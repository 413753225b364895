//! Human-readable output on stdout. Diagnostics go through `tracing` to stderr.

#![allow(clippy::print_stdout)]

use std::path::Path;

use alloy::primitives::{Address, B256};
use erc8004::contracts::IValidationRegistry::{ValidationRequest, ValidationResponse};
use erc8004::events::DecodedEvent;
use erc8004::types::{AgentIdentity, Confirmation};
use erc8004::validation::ResponseFilter;

use crate::env_file::Update;
use crate::workflow::Stage;

/// Print one line.
pub fn line(text: impl AsRef<str>) {
    println!("{}", text.as_ref());
}

/// Print the account that signs transactions.
pub fn signer(address: Address) {
    println!("Signer address: {address}");
}

/// Print the hash of a freshly broadcast transaction.
pub fn sent(tx_hash: B256) {
    println!("Transaction sent: {tx_hash}");
}

/// Print where a transaction was mined.
pub fn confirmed(confirmation: &Confirmation) {
    match confirmation.block_number {
        Some(block) => println!("Transaction confirmed in block {block}"),
        None => println!("Transaction confirmed (block not reported)"),
    }
}

/// Print an agent's identity record.
pub fn agent(identity: &AgentIdentity) {
    print!("{}", format_agent(identity));
}

/// Print a decoded `ValidationRequest` event.
pub fn validation_request(event: &DecodedEvent<ValidationRequest>) {
    print!("{}", format_validation_request(&event.event));
}

/// Print a decoded `ValidationResponse` event followed by a blank line.
pub fn validation_response(event: &DecodedEvent<ValidationResponse>) {
    println!("{}", format_validation_response(event));
}

/// Print the outcome of recording `key=value` in the env file.
pub fn env_update(path: &Path, key: &str, value: &str, update: Update) {
    print!("{}", format_env_update(path, key, value, update));
}

/// Print a fatal error together with the last stage the run completed.
pub fn failure(command: &str, reached: Stage, error: &anyhow::Error) {
    println!("ERROR: {error:#}");
    println!("  ({command} stopped after stage {reached})");
}

fn format_agent(identity: &AgentIdentity) -> String {
    format!(
        "Agent #{}\n  Owner:        {}\n  Token URI:    {}\n  Agent Wallet: {}\n",
        identity.agent_id, identity.owner, identity.uri, identity.wallet
    )
}

fn format_validation_request(event: &ValidationRequest) -> String {
    format!(
        "ValidationRequest event:\n  Validator:    {}\n  Agent ID:     {}\n  \
         Request URI:  {}\n  Request Hash: {}\n",
        event.validatorAddress, event.agentId, event.requestURI, event.requestHash
    )
}

fn format_validation_response(decoded: &DecodedEvent<ValidationResponse>) -> String {
    let event = &decoded.event;
    let block = decoded
        .block_number
        .map(|block| format!("  Block:         {block}\n"))
        .unwrap_or_default();
    let tx = decoded
        .tx_hash
        .map(|tx| format!("  Tx Hash:       {tx}\n"))
        .unwrap_or_default();
    format!(
        "{block}{tx}  Validator:     {}\n  Agent ID:      {}\n  Request Hash:  {}\n  \
         Response:      {}\n  Response URI:  {}\n  Response Hash: {}\n  Tag:           {}\n",
        event.validatorAddress,
        event.agentId,
        event.requestHash,
        event.response,
        event.responseURI,
        event.responseHash,
        event.tag
    )
}

/// Render the active response filters, or `None` when unfiltered.
#[must_use]
pub fn format_filter(filter: &ResponseFilter) -> Option<String> {
    let mut parts = Vec::new();
    if let Some(v) = filter.validator {
        parts.push(format!("validatorAddress={v}"));
    }
    if let Some(id) = filter.agent_id {
        parts.push(format!("agentId={id}"));
    }
    if let Some(h) = filter.request_hash {
        parts.push(format!("requestHash={h}"));
    }
    (!parts.is_empty()).then(|| format!("  Filters: {}", parts.join(", ")))
}

fn format_env_update(path: &Path, key: &str, value: &str, update: Update) -> String {
    let name = path.display();
    match update {
        Update::Replaced | Update::Appended => format!("\n{name} updated with {key}={value}\n"),
        Update::Unchanged => format!("\n{name} already has {key}={value}\n"),
        Update::FileMissing => {
            format!("\nNo {name} file found. Add this manually:\n  {key}={value}\n")
        }
    }
}
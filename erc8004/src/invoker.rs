//! Submission of state-changing contract calls.
//!
//! A call is sent exactly once. The nonce is read from the node right before
//! broadcasting, and confirmation waiting is bounded by a [`WaitPolicy`].
//! Nothing here retries: a second submission could mint or request twice.

use std::fmt;
use std::time::Duration;

use alloy::contract::{CallBuilder, CallDecoder};
use alloy::network::Ethereum;
use alloy::primitives::{Address, B256};
use alloy::providers::{
    PendingTransactionBuilder, PendingTransactionError, Provider, WatchTxError,
};
use alloy::rpc::types::TransactionReceipt;

use crate::error::{Error, Result};

/// How long to wait for a receipt and how often to poll for it.
///
/// The poll interval is applied to the RPC client when the provider is built;
/// the invoker enforces `max_wait`.
#[derive(Debug, Clone, Copy, PartialEq, Eq)]
pub struct WaitPolicy {
    /// Upper bound on the time between broadcast and receipt.
    pub max_wait: Duration,
    /// Delay between receipt polls.
    pub poll_interval: Duration,
}

impl Default for WaitPolicy {
    fn default() -> Self {
        Self {
            max_wait: Duration::from_secs(120),
            poll_interval: Duration::from_millis(100),
        }
    }
}

/// Sends calls on behalf of a single sender account.
#[derive(Debug, Clone, Copy)]
pub struct Invoker<'a, P> {
    provider: &'a P,
    sender: Address,
    policy: WaitPolicy,
}

impl<'a, P: Provider> Invoker<'a, P> {
    /// Create an invoker for `sender`. The provider must hold its signing key.
    #[must_use]
    pub const fn new(provider: &'a P, sender: Address, policy: WaitPolicy) -> Self {
        Self {
            provider,
            sender,
            policy,
        }
    }

    /// The account that signs and pays for submitted calls.
    #[must_use]
    pub const fn sender(&self) -> Address {
        self.sender
    }

    /// Sign and broadcast `call` without waiting for it to be mined.
    ///
    /// # Errors
    ///
    /// - [`Error::Transport`] if the nonce cannot be fetched.
    /// - [`Error::Contract`] if encoding, signing or broadcasting fails.
    pub async fn submit<T, D>(&self, call: CallBuilder<T, D>) -> Result<Submission>
    where
        T: Provider,
        D: CallDecoder,
    {
        let nonce = self.provider.get_transaction_count(self.sender).await?;
        let pending = pin_sender(call, self.sender, nonce).send().await?;
        Ok(Submission {
            tx_hash: *pending.tx_hash(),
            pending,
            max_wait: self.policy.max_wait,
        })
    }

    /// Sign, broadcast and wait for `call` to be mined.
    ///
    /// # Errors
    ///
    /// Any error of [`Invoker::submit`] or [`Submission::confirm`].
    pub async fn send<T, D>(&self, call: CallBuilder<T, D>) -> Result<TransactionReceipt>
    where
        T: Provider,
        D: CallDecoder,
    {
        self.submit(call).await?.confirm().await
    }
}

/// A broadcast transaction whose receipt has not been seen yet.
///
/// Dropping it does not cancel anything: the transaction stays in the mempool.
pub struct Submission {
    pending: PendingTransactionBuilder<Ethereum>,
    tx_hash: B256,
    max_wait: Duration,
}

impl fmt::Debug for Submission {
    fn fmt(&self, f: &mut fmt::Formatter<'_>) -> fmt::Result {
        f.debug_struct("Submission")
            .field("tx_hash", &self.tx_hash)
            .field("max_wait", &self.max_wait)
            .finish_non_exhaustive()
    }
}

impl Submission {
    /// Hash of the broadcast transaction.
    #[must_use]
    pub const fn tx_hash(&self) -> B256 {
        self.tx_hash
    }

    /// Block until the receipt arrives or the wait policy runs out.
    ///
    /// # Errors
    ///
    /// - [`Error::ConfirmationTimeout`] if no receipt arrives in time.
    /// - [`Error::PendingTransaction`] for other watcher failures.
    /// - [`Error::Reverted`] if the transaction was mined but failed.
    pub async fn confirm(self) -> Result<TransactionReceipt> {
        let Self {
            pending,
            tx_hash,
            max_wait,
        } = self;

        let receipt = pending
            .with_timeout(Some(max_wait))
            .get_receipt()
            .await
            .map_err(|e| watch_error(e, tx_hash, max_wait))?;
        ensure_success(receipt, tx_hash)
    }
}

/// Fix `from` and `nonce` so the node and the fillers cannot pick other values.
fn pin_sender<T, D>(call: CallBuilder<T, D>, sender: Address, nonce: u64) -> CallBuilder<T, D>
where
    T: Provider,
    D: CallDecoder,
{
    call.from(sender).nonce(nonce)
}

fn watch_error(error: PendingTransactionError, tx_hash: B256, waited: Duration) -> Error {
    match error {
        PendingTransactionError::TxWatcher(WatchTxError::Timeout) => {
            Error::ConfirmationTimeout { tx_hash, waited }
        }
        other => Error::PendingTransaction(other),
    }
}

fn ensure_success(receipt: TransactionReceipt, tx_hash: B256) -> Result<TransactionReceipt> {
    if receipt.status() {
        Ok(receipt)
    } else {
        Err(Error::Reverted { tx_hash })
    }
}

Problem: Copy out each line of the records that holds the string "signing".

Your response:
    /// Create an invoker for `sender`. The provider must hold its signing key.
    /// - [`Error::Contract`] if encoding, signing or broadcasting fails.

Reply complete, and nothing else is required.